INPUT:
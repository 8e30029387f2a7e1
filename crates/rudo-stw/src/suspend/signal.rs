//! Signal-based suspension.
//!
//! The suspend handler is process-wide and finds the interrupted thread's
//! record through a thread-local pointer. It only touches atomics, that
//! pointer, `errno` and `sigsuspend`. The restart signal is blocked while
//! the handler runs, so a restart sent before the thread parks stays
//! pending and ends the `sigsuspend` at once.

use std::sync::atomic::{AtomicI32, Ordering};

use libc::c_int;
use parking_lot::Mutex;
use sys_thread::{DeliveryError, SignalSet};

use super::{current_ptr, Delivery, SuspendBackend};
use crate::atomic::SuspendState;
use crate::config::SuspendKind;
use crate::context::capture_context;
use crate::error::{fatal, StwError};
use crate::registry::ThreadRecord;

/// Signals installed in this process, if any.
static INSTALLED: Mutex<Option<(i32, i32)>> = parking_lot::const_mutex(None);

/// Restart signal, read by the suspend handler.
static RESTART_SIGNAL: AtomicI32 = AtomicI32::new(0);

/// Backend that stops threads with `pthread_kill`.
pub(crate) struct SignalBackend {
    suspend: c_int,
    restart: c_int,
}

impl SignalBackend {
    /// Install the handlers for `suspend`/`restart`, once per process.
    ///
    /// # Errors
    ///
    /// [`StwError::SignalConflict`] if different signals are already in
    /// use, [`StwError::SignalInstall`] if `sigaction` fails.
    pub(crate) fn install(suspend: c_int, restart: c_int) -> Result<Self, StwError> {
        let mut installed = INSTALLED.lock();
        match *installed {
            Some(pair) if pair == (suspend, restart) => {}
            Some(pair) => {
                return Err(StwError::SignalConflict {
                    installed: pair,
                    requested: (suspend, restart),
                });
            }
            None => {
                RESTART_SIGNAL.store(restart, Ordering::Release);
                // SAFETY: both handlers are async-signal-safe.
                unsafe {
                    sys_thread::install_handler(restart, restart_handler, &[])?;
                    sys_thread::install_handler(suspend, suspend_handler, &[restart])?;
                }
                *installed = Some((suspend, restart));
            }
        }
        Ok(Self { suspend, restart })
    }

    fn send(&self, record: &ThreadRecord, signal: c_int) -> Delivery {
        match sys_thread::send_signal(record.id(), signal) {
            Ok(()) => Delivery::Delivered,
            Err(DeliveryError::Gone) => Delivery::Gone,
            Err(DeliveryError::Os(_)) => fatal("pthread_kill failed"),
        }
    }
}

impl SuspendBackend for SignalBackend {
    fn kind(&self) -> SuspendKind {
        SuspendKind::Signals
    }

    fn signals(&self) -> Option<(i32, i32)> {
        Some((self.suspend, self.restart))
    }

    fn request(&self, record: &ThreadRecord) -> Delivery {
        self.send(record, self.suspend)
    }

    fn wake(&self, record: &ThreadRecord) -> Delivery {
        // The thread may have parked itself outside the handler.
        record.parker.unpark();
        self.send(record, self.restart)
    }
}

extern "C" fn suspend_handler(_signal: c_int) {
    let saved_errno = sys_thread::errno();
    let record = current_ptr();
    if !record.is_null() {
        // SAFETY: the thread's `MutatorHandle` keeps the record alive while
        // the pointer is published, and the handler runs on that thread.
        suspend_in_handler(unsafe { &*record });
    }
    sys_thread::set_errno(saved_errno);
}

extern "C" fn restart_handler(_signal: c_int) {
    // Only needed to end `sigsuspend`.
}

fn suspend_in_handler(record: &ThreadRecord) {
    // A thread in a blocking region already published its context and
    // honors the request itself when it leaves.
    if record.suspend.load() != SuspendState::SuspendRequested || record.is_blocked() {
        return;
    }

    record.save_context(&capture_context());
    if !record
        .suspend
        .transition(SuspendState::SuspendRequested, SuspendState::Suspended)
    {
        return;
    }

    let mut wait_mask = SignalSet::full();
    let _ = wait_mask.remove(RESTART_SIGNAL.load(Ordering::Acquire));
    while record.suspend.load() != SuspendState::ResumeRequested {
        sys_thread::wait_for_signal(&wait_mask);
    }
    record
        .suspend
        .transition(SuspendState::ResumeRequested, SuspendState::Running);
}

EXERCISE REQUIREMENTS: Display each line of the data where "once" occurs.

TASK RESULT:
//! pending and ends the `sigsuspend` at once.
    /// Install the handlers for `suspend`/`restart`, once per process.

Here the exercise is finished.